続けて、富士通はマルチAIエージェントについて30年に及ぶ研究開発を続けてきたことから、その蓄積と、分散環境下でのセキュアなデータ・プロセス連携技術、そして生成AI技術を融合することで、自社にしかできない3つの独自技術を実現しようとしていることを述べました。
その1つ目は、「共創学習」です。これは複数のエージェント同士で共創的あるいは敵対的に学習を行うというものです。2つ目は、「セキュア・エージェントゲートウェイ」です。これはAIエージェント間同士の相互作用に関して高い信頼性を担保するものです。3つ目は「AIワークフロー制御」です。これは複数のAIエージェントが連携して作業を行う際に、それぞれの役割分担や作業効率を最適化するものです。これら3つの技術によって、異なるAIエージェントのセキュアな連携を実現し、プロアクティブに課題を解決することに貢献するとしています。
さらに、マルチAIエージェントの活用例として、クロスインダストリーの分野での適用を挙げました。産業競争力懇談会(COCN)※では、富士通が推進テーマとして提案した「生成AIによる社会受容性のあるサステナブルなエンジニアリングの実現」が採択されています。本推進テーマでは、日本が持つ、ものづくりやエンジニアリングの国際的な競争力を高めるため、マルチAIエージェントがプロアクティブにエンジニアリングチェーンとサプライチェーンにおける課題解決を行うことを目指すという力強いメッセージを発信しました。
この活用例の具体的イメージは以下のようなものです。
例えば、SNSなどの外部情報の影響で突発的に需要が急増した際に、迅速な増産に向けて、工場ラインの計画責任者、倉庫の部材配置や移動の計画責任者、運送計画の担当者が情報連携に基づいて、最適な工場ラインの運用計画や、倉庫内配置および運搬の最適な計画、最適な出荷の運送計画を調整していました。
マルチAIエージェントの世界では、サプライチェーンAIエージェントが、SNSなどの外部情報から突発的に需要が急増する予兆を捉え、工場や倉庫、運送業務などを支援する各AIエージェントに、増産に向けた再計画を指示します。

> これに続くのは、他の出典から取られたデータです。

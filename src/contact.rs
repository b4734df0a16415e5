use chrono::{DateTime, Utc};

#[derive(Debug, Clone, Copy, PartialEq, Eq, Hash, Default)]
pub enum PhoneKind {
	Cell,
	Home,
	Work,
	#[default]
	Voice,
}
impl PhoneKind {
	/// The vCard `TYPE=` parameter value
	pub fn as_type_param(&self) -> &'static str {
		match self {
			PhoneKind::Cell => "CELL",
			PhoneKind::Home => "HOME",
			PhoneKind::Work => "WORK",
			PhoneKind::Voice => "VOICE",
		}
	}
}

#[derive(Debug, Clone, Copy, PartialEq, Eq, Hash, Default)]
pub enum EmailKind {
	#[default]
	Internet,
	Home,
	Work,
}
impl EmailKind {
	/// The vCard `TYPE=` parameter value
	pub fn as_type_param(&self) -> &'static str {
		match self {
			EmailKind::Internet => "INTERNET",
			EmailKind::Home => "HOME",
			EmailKind::Work => "WORK",
		}
	}
}

#[derive(Debug, Clone, PartialEq, Eq)]
pub struct Phone {
	pub number: String,
	pub kind: PhoneKind,
}

#[derive(Debug, Clone, PartialEq, Eq)]
pub struct Email {
	pub address: String,
	pub kind: EmailKind,
}

/// A contact extracted from one CSV row, ready to be rendered.
///
/// Every field holds trimmed, non-blank values only.
#[derive(Debug, Clone, Default, PartialEq)]
pub struct ResolvedContact {
	pub display_name: Option<String>,
	pub given_name: Option<String>,
	pub family_name: Option<String>,
	/// One entry per distinct number, in order of first occurrence
	pub phones: Vec<Phone>,
	pub emails: Vec<Email>,
	pub skype_handle: Option<String>,
	pub website: Option<String>,
	/// Unescaped note text
	pub note: Option<String>,
	pub avatar_url: Option<String>,
	/// Upper-cased
	pub country: Option<String>,
	pub created_at: Option<DateTime<Utc>>,
}

impl ResolvedContact {
	pub fn has_name_parts(&self) -> bool {
		self.given_name.is_some() || self.family_name.is_some()
	}

	/// Given and family name joined by a space, if either is present
	pub fn joined_name(&self) -> Option<String> {
		let given = self.given_name.as_deref().unwrap_or("");
		let family = self.family_name.as_deref().unwrap_or("");
		let joined = format!("{} {}", given, family);
		let joined = joined.trim();
		match joined.is_empty() {
			true => None,
			false => Some(joined.to_string()),
		}
	}
}

#[test]
fn joined_name_skips_missing_parts() {
	let contact = ResolvedContact {
		family_name: Some("Doe".to_string()),
		..Default::default()
	};
	assert_eq!(contact.joined_name().as_deref(), Some("Doe"));
	assert!(contact.has_name_parts());
	assert_eq!(ResolvedContact::default().joined_name(), None);
}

指示を受けた各AIエージェントは、増産に向けてエージェント間での情報連携を開始し、計画策定に必要な外部連携先からも情報を取得します。他工程との連携、収集および分析した情報に基づき、各工程において増産に向けた最適な計画や配置を再設計し、各AIエージェントからサプライチェーンAIエージェントに複数の施策案をフィードバックし、提案を受けたサプライチェーンAIエージェントは、全体最適の視点で意思決定を行い、各AIエージェントに実行指示を出す形でワークフローの制御を行います。
このように、サプライチェーンの設計から出荷に渡る様々な場面で、従来は個別に最適化、調整、判断が行われていたところに対し、それぞれに配置されるAIエージェントのワークフローを制御することで全体最適の意思決定を支援していきます。加えてエージェント同士の共創的学習や、安全性を担保するためのセキュア・エージェントゲートウェイを通し、日本のものづくりを強化し、レジリエントな世界を創り上げる世界観を述べています。
※産業競争力懇談会(COCN)
産業界有志により、日本の産業競争力強化のため、科学技術・イノベーション政策や官民の役割分担などを政策提言としてとりまとめ、その実現を図る活動を行う組織
富士通社内でのAI活用は1年前の10倍に
最後に、CDXO、CIOの福田より、富士通のAI活用の社内実践について紹介しました。「生成AIを富士通社内に導入し、全社員が利用を始めたのが2023年春。それから1年半経過し、自分自身がAIを使って変わっていこうと実践している。毎日3万人以上の社員が生成AIを使って仕事に取り組んでいる」と述べ、AI活用は1年前の10倍の利用量となり、富士通社内での定着を伝えました。業務効果としては年間約92万時間相当の作業効率効果があるとしました。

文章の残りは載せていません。